4 years ago, before the Russian invasion, she told Metro her life was peaceful.
‘We had loads of plans for the longer term, each long-term and short-term, about trips, vacations, and things like that,’ she says.
‘After all, the start of the war turned all of those plans into dust. Now, I don’t even have the room to dream like that.’

As an alternative, Iryna and her husband think of how to maintain their eight-year-old daughter warm when temperatures drop.
Using layers of blankets, sleeping in the identical bed, and filling water bottles in an try to keep the cold out.
‘We’re drained. We’re exhausted by this war and the brand new challenges that keep coming. We managed to regulate to power outages, then heat outages, then more attacks.’
‘These challenges develop into harsher and harsher.
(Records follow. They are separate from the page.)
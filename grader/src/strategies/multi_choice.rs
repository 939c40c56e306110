//! Grading for the multi-choice family (MCQ with several correct options).
//!
//! Each selection is normalized, both sides are sorted, and the sequences
//! must be pairwise equal: order never matters but a missing or extra
//! selection fails. All-or-nothing; the
//! author-side `maxSelections` field is UI metadata and is ignored here.

use serde_json::Value;
use util::answer::{MultiChoiceCorrect, MultiChoiceStudent};

use crate::error::GradeError;
use crate::matcher::canonical;
use crate::strategies::decode;
use crate::traits::strategy::AnswerStrategy;
use crate::types::GradeResult;

pub struct MultiChoiceStrategy;

impl AnswerStrategy for MultiChoiceStrategy {
    fn grade(
        &self,
        student_answer: &Value,
        correct_answer: &Value,
        case_sensitive: bool,
    ) -> Result<GradeResult, GradeError> {
        let student: MultiChoiceStudent = decode(student_answer, "student answer")?;
        let correct: MultiChoiceCorrect = decode(correct_answer, "correct answer")?;

        let mut student_set: Vec<String> = student
            .answers
            .iter()
            .map(|option| canonical(option, case_sensitive))
            .collect();
        let mut correct_set: Vec<String> = correct
            .answers
            .iter()
            .map(|option| canonical(option, case_sensitive))
            .collect();
        student_set.sort_unstable();
        correct_set.sort_unstable();

        Ok(GradeResult::all_or_nothing(student_set == correct_set))
    }
}

#[cfg(test)]
mod tests {
    use super::*;
    use serde_json::json;

    #[test]
    fn test_order_does_not_matter() {
        let result = MultiChoiceStrategy
            .grade(
                &json!({ "answers": ["C", "A"] }),
                &json!({ "answers": ["A", "C"] }),
                false,
            )
            .unwrap();
        assert!(result.is_correct);
        assert_eq!(result.score, 1.0);
    }

    #[test]
    fn test_wrong_selection_scores_zero() {
        let result = MultiChoiceStrategy
            .grade(
                &json!({ "answers": ["A", "B"] }),
                &json!({ "answers": ["A", "C"] }),
                false,
            )
            .unwrap();
        assert!(!result.is_correct);
        assert_eq!(result.score, 0.0);
    }

    #[test]
    fn test_subset_is_not_enough() {
        let result = MultiChoiceStrategy
            .grade(
                &json!({ "answers": ["A"] }),
                &json!({ "answers": ["A", "C"] }),
                false,
            )
            .unwrap();
        assert!(!result.is_correct);
    }

    #[test]
    fn test_max_selections_is_ignored() {
        let result = MultiChoiceStrategy
            .grade(
                &json!({ "answers": ["a", "c"] }),
                &json!({ "answers": ["A", "C"], "maxSelections": 2 }),
                false,
            )
            .unwrap();
        assert!(result.is_correct);
    }

    #[test]
    fn test_missing_answers_default_to_empty() {
        // An empty student payload is readable; it only matches an empty
        // correct set.
        let against_empty = MultiChoiceStrategy
            .grade(&json!({}), &json!({ "answers": [] }), false)
            .unwrap();
        assert!(against_empty.is_correct);

        let against_options = MultiChoiceStrategy
            .grade(&json!({}), &json!({ "answers": ["A"] }), false)
            .unwrap();
        assert!(!against_options.is_correct);
    }
}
We don’t need to live like this,’ she tells Metro.
This week marks 4 years since Russian strikes began to pummel Ukraine, knocking out power and killing tons of of civilians.
Last November, a Russian drone smashed into Iryna’s in-laws’ home, killing them each.


Because the war enters its fourth 12 months this week, the term ‘resilience’ has been thrown around to explain Ukrainians like Iryna, who’re facing this violence firsthand. But she doesn’t take it as a compliment.
‘It’s an additional burden that was enforced on us [Ukrainians], something none of us actually wanted.
‘We desired to live our lives. Now we now have to be strong, though we never asked to be,’ she tells Metro.
Iryna, like many others who’ve lived this manner for nearly half a decade now, says having to be strong and deal with no electricity, heat, and the death of family members isn’t a kind of ‘normal’ that those in Ukraine ought to be forced to pass though.
‘I don’t treat this as a brand new normal. I actually need things to vary back to the way in which they were before. I still have hope that things will change for the higher,’ she said.
In London, the lights are on. The warmth is out there to make use of if needed.
Residents within the UK have their very own struggles with paying bills, but Iryna said those that are capable of access these basic services shouldn’t take them as a right.
‘We used to take heating and electricity as a right,’ she says. ‘Now, we truly value it.’
Donate to Unicef UK’s Ukraine appeal to assist children in crisis.